How can a taxpayer protect themselves?
It does not matter when a taxpayer sells a property if there was a firm intention to dispose at acquisition so it’s vital to ensure taxpayers document their intention in writing. This includes;
- In conversation and correspondence with lending institutions, real estate agents, mortgage brokers, accountants
- Minutes of board meetings
- Resolutions of directors or trustees
Even if a taxpayer disposing property can satisfy the requirements to avoid being caught by the “intention rule” the disposal maybe still be subject income tax in one of the following situations;
- there is a clear pattern of buying and selling;
- under the Brightline Test.
- being associated to a dealer/developer/builder.
- buying and selling for a profit.
A taxpayer should consult with their tax advisers before carrying out any land transactions if they think there is a chance they could be taxed on the eventual sale under one of the above scenarios.
3. Using and/or Nominee in sale and purchase agreements
With the buoyant property market, we are currently within it is vital that any property purchased is recoded in the correct entity at the time of that purchase. This will avoid further costly restructuring later both in legal terms and taxation matters.
What does the use of the term “and/or nominee” mean?
A purchaser can sign agreements allowing one party to sign the physical agreement for the purchase, whilst reserving the ability to register the actual owner of the property recorded on the title deed in another. This is essentially an “assignment” of the purchaser’s rights.
Both the standard agreement for sale and purchase of a business and agreement for sale and purchase of real estate allow a purchaser to “nominate” another entity to carry out the purchase on their behalf.
How is this done?
By leaving the phrase “and/or nominee” open after the name of a purchaser on the agreement.
Why would you do this?
- Flexibility – It can save time and hassle of getting multiple parties to sign the agreement if one person is negotiating a purchase.
- Choice – The prospective purchaser maybe unsure which legal entity will complete the purchase at the time the agreement is signed.

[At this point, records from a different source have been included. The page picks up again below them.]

//! Reduced-palette color matching (xterm 256 and ANSI 16)
//!
//! Any RGB input maps to some palette entry, so the fallback modes never fail.

use super::color::Color;

/// Channel levels of the 6x6x6 color cube (indices 16-231)
const CUBE_LEVELS: [u8; 6] = [0, 95, 135, 175, 215, 255];

/// xterm default RGB values for the 16 ANSI colors
const ANSI16: [Color; 16] = [
    Color::rgb(0, 0, 0),
    Color::rgb(205, 0, 0),
    Color::rgb(0, 205, 0),
    Color::rgb(205, 205, 0),
    Color::rgb(0, 0, 238),
    Color::rgb(205, 0, 205),
    Color::rgb(0, 205, 205),
    Color::rgb(229, 229, 229),
    Color::rgb(127, 127, 127),
    Color::rgb(255, 0, 0),
    Color::rgb(0, 255, 0),
    Color::rgb(255, 255, 0),
    Color::rgb(92, 92, 255),
    Color::rgb(255, 0, 255),
    Color::rgb(0, 255, 255),
    Color::rgb(255, 255, 255),
];

fn nearest_cube_level(v: u8) -> usize {
    CUBE_LEVELS
        .iter()
        .enumerate()
        .min_by_key(|(_, &level)| (i16::from(level) - i16::from(v)).unsigned_abs())
        .map_or(0, |(i, _)| i)
}

/// Nearest xterm-256 index, chosen between the color cube and the gray ramp
pub fn nearest_256(c: Color) -> u8 {
    let (ri, gi, bi) = (
        nearest_cube_level(c.r),
        nearest_cube_level(c.g),
        nearest_cube_level(c.b),
    );
    let cube = Color::rgb(CUBE_LEVELS[ri], CUBE_LEVELS[gi], CUBE_LEVELS[bi]);
    let cube_index = 16 + 36 * ri + 6 * gi + bi;

    // gray ramp 232-255: 8, 18, ..., 238
    let avg = (u16::from(c.r) + u16::from(c.g) + u16::from(c.b)) / 3;
    let step = (avg.saturating_sub(3) / 10).min(23);
    let gray_level = (8 + step * 10) as u8;
    let gray = Color::rgb(gray_level, gray_level, gray_level);
    let gray_index = 232 + usize::from(step);

    if gray.distance_sq(&c) < cube.distance_sq(&c) {
        gray_index as u8
    } else {
        cube_index as u8
    }
}

/// Nearest of the 16 ANSI colors (0-15)
pub fn nearest_16(c: Color) -> u8 {
    ANSI16
        .iter()
        .enumerate()
        .min_by_key(|(_, p)| p.distance_sq(&c))
        .map_or(0, |(i, _)| i as u8)
}

/// SGR foreground code for an ANSI 16 index
pub fn fg_code_16(index: u8) -> u8 {
    if index < 8 {
        30 + index
    } else {
        90 + (index - 8)
    }
}

/// SGR background code for an ANSI 16 index
pub fn bg_code_16(index: u8) -> u8 {
    if index < 8 {
        40 + index
    } else {
        100 + (index - 8)
    }
}

#[cfg(test)]
mod tests {
    use super::*;

    #[test]
    fn test_nearest_256_exact_entries() {
        assert_eq!(nearest_256(Color::BLACK), 16);
        assert_eq!(nearest_256(Color::WHITE), 231);
        assert_eq!(nearest_256(Color::RED), 196);
        assert_eq!(nearest_256(Color::rgb(128, 128, 128)), 244);
    }

    #[test]
    fn test_nearest_256_never_panics() {
        for v in (0..=255u8).step_by(5) {
            let idx = nearest_256(Color::rgb(v, 255 - v, v / 2));
            assert!(idx >= 16);
        }
    }

    #[test]
    fn test_nearest_16() {
        assert_eq!(nearest_16(Color::BLACK), 0);
        assert_eq!(nearest_16(Color::WHITE), 15);
        assert_eq!(nearest_16(Color::rgb(250, 10, 10)), 9);
        assert_eq!(fg_code_16(9), 91);
        assert_eq!(bg_code_16(1), 41);
    }
}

This then gives them a future option if they wish to form a company or trust to complete the purchase.
An agreement for sale and purchase of a business or real estate is a legally binding agreement. By including the words “and/or nominee” in the description of the purchaser avoids any doubt as to whether the nominee can enforce the agreement.
Always ensure your solicitor and accountant are informed of the entity that the property or business is going to be settled in to well in advance. Your accountant will be able to assist you with advice on what type of entity is appropriate for your circumstances. Your solicitor will prepare Deed of Nomination forms that are required to be signed by the officers of the entity the property or business is being settled into.